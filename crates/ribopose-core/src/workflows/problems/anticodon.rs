//! The tRNA anticodon stem-loop.

use super::{Problem, conformer_sweep, required};
use crate::core::geometry::distance;
use crate::core::models::atom::AtomName;
use crate::core::models::base::BaseKind;
use crate::core::models::residue::ResidueId;
use crate::core::templates::TemplateLibrary;
use crate::engine::error::EngineError;
use crate::engine::generators;
use crate::engine::search::{ConstraintFn, DomainFn};

/// Residue 33's O3' must come at least this close to residue 34's P for the
/// loop to close.
const CLOSURE_CUTOFF: f64 = 3.0;

/// Builds the anticodon stem-loop problem, numbered 27 through 43 as in the
/// yeast tRNA-Phe convention.
///
/// The 5' strand of the stem grows helically from the reference residue 27
/// up to 31, the 3' strand is seeded by pairing 39 across the stem and grown
/// helically to 43, and the loop descends from 39 through five stacked
/// placements back to 34. Residues 32 and 33 close the loop with backbone
/// continuation sweeps over the cytosine and uracil conformers; the closure
/// constraint keeps only chains whose final O3' lands within reach of 34's
/// phosphate.
pub fn anticodon(library: &TemplateLibrary) -> Result<Problem, EngineError> {
    let a = required(library, "A")?;
    let c = required(library, "C")?;
    let g = required(library, "G")?;
    let u = required(library, "U")?;

    let domains: Vec<DomainFn> = vec![
        generators::reference(c.clone(), ResidueId(27)),
        generators::helix5p(c.clone(), ResidueId(28), ResidueId(27)),
        generators::helix5p(a.clone(), ResidueId(29), ResidueId(28)),
        generators::helix5p(g.clone(), ResidueId(30), ResidueId(29)),
        generators::helix5p(a.clone(), ResidueId(31), ResidueId(30)),
        generators::wc(u.clone(), ResidueId(39), ResidueId(31)),
        generators::helix5p(c.clone(), ResidueId(40), ResidueId(39)),
        generators::helix5p(u.clone(), ResidueId(41), ResidueId(40)),
        generators::helix5p(g.clone(), ResidueId(42), ResidueId(41)),
        generators::helix5p(g.clone(), ResidueId(43), ResidueId(42)),
        generators::stacked5p(a.clone(), ResidueId(38), ResidueId(39)),
        generators::stacked5p(g.clone(), ResidueId(37), ResidueId(38)),
        generators::stacked5p(c.clone(), ResidueId(36), ResidueId(37)),
        generators::stacked5p(u.clone(), ResidueId(35), ResidueId(36)),
        generators::stacked5p(g.clone(), ResidueId(34), ResidueId(35)),
        generators::p_o3p(
            conformer_sweep(library, BaseKind::Cytosine)?,
            ResidueId(32),
            ResidueId(31),
        ),
        generators::p_o3p(
            conformer_sweep(library, BaseKind::Uracil)?,
            ResidueId(33),
            ResidueId(32),
        ),
    ];

    let constraint: ConstraintFn = Box::new(|candidate, assignment| {
        if candidate.id != ResidueId(33) {
            return Ok(true);
        }
        let anchor = assignment.world_atom_position(ResidueId(34), AtomName::P)?;
        let o3p = candidate.world_point(&candidate.template.common().o3p);
        Ok(distance(&anchor, &o3p) <= CLOSURE_CUTOFF)
    });

    Ok(Problem {
        name: "anticodon",
        description: "tRNA anticodon stem-loop closed by a two-residue conformer sweep",
        domains,
        constraint,
    })
}

#[cfg(test)]
mod tests {
    use super::*;
    use crate::engine::search::{search, search_all, unconstrained};
    use crate::engine::state::Assignment;
    use nalgebra::Point3;

    fn solutions() -> Vec<Assignment> {
        let problem = anticodon(TemplateLibrary::builtin()).unwrap();
        search_all(&problem.domains, &problem.constraint).unwrap()
    }

    #[test]
    fn unconstrained_space_counts_every_candidate_combination() {
        let problem = anticodon(TemplateLibrary::builtin()).unwrap();
        let accept_all = unconstrained();
        let count = search(&problem.domains, &accept_all)
            .map(|s| s.unwrap())
            .count();
        // 10 single-candidate levels, 5 stacked pairs, 2 nine-way sweeps.
        assert_eq!(count, 2592);
    }

    #[test]
    fn closure_constraint_keeps_eight_chains() {
        assert_eq!(solutions().len(), 8);
    }

    #[test]
    fn every_solution_satisfies_the_closure_bound() {
        for solution in solutions() {
            let anchor = solution
                .world_atom_position(ResidueId(34), AtomName::P)
                .unwrap();
            let o3p = solution
                .world_atom_position(ResidueId(33), AtomName::O3p)
                .unwrap();
            assert!(distance(&anchor, &o3p) <= CLOSURE_CUTOFF);
        }
    }

    #[test]
    fn first_solution_places_the_recorded_templates() {
        let solutions = solutions();
        let first = &solutions[0];

        let ids: Vec<u32> = first.iter().map(|r| r.id.0).collect();
        assert_eq!(
            ids,
            vec![27, 28, 29, 30, 31, 39, 40, 41, 42, 43, 38, 37, 36, 35, 34, 32, 33]
        );

        let templates: Vec<&str> = first.iter().map(|r| r.template.name()).collect();
        assert_eq!(
            templates,
            vec![
                "C", "C", "A", "G", "A", "U", "C", "U", "G", "G", "A", "G", "C", "U", "G",
                "C01", "U01"
            ]
        );
    }

    #[test]
    fn first_solution_pins_the_closing_residue_position() {
        let solutions = solutions();
        let c1p = solutions[0]
            .world_atom_position(ResidueId(33), AtomName::C1p)
            .unwrap();
        let expected = Point3::new(
            -9.436052484418367,
            14.500645773532195,
            -3.2058218539215284,
        );
        assert!(
            distance(&c1p, &expected) < 1e-6,
            "C1' of residue 33 drifted to {c1p:?}"
        );
    }

    #[test]
    fn loosening_the_cutoff_only_adds_solutions() {
        let problem = anticodon(TemplateLibrary::builtin()).unwrap();
        let strict = solutions();

        let loose: ConstraintFn = Box::new(|candidate, assignment| {
            if candidate.id != ResidueId(33) {
                return Ok(true);
            }
            let anchor = assignment.world_atom_position(ResidueId(34), AtomName::P)?;
            let o3p = candidate.world_point(&candidate.template.common().o3p);
            Ok(distance(&anchor, &o3p) <= 2.0 * CLOSURE_CUTOFF)
        });
        let relaxed = search_all(&problem.domains, &loose).unwrap();

        assert!(relaxed.len() >= strict.len());
        for solution in &strict {
            assert!(relaxed.contains(solution));
        }
    }
}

▬▬▬▬▬▬

### Task requirements
State how many lines of the entries include the word "distance", giving that number by itself.

### Response
5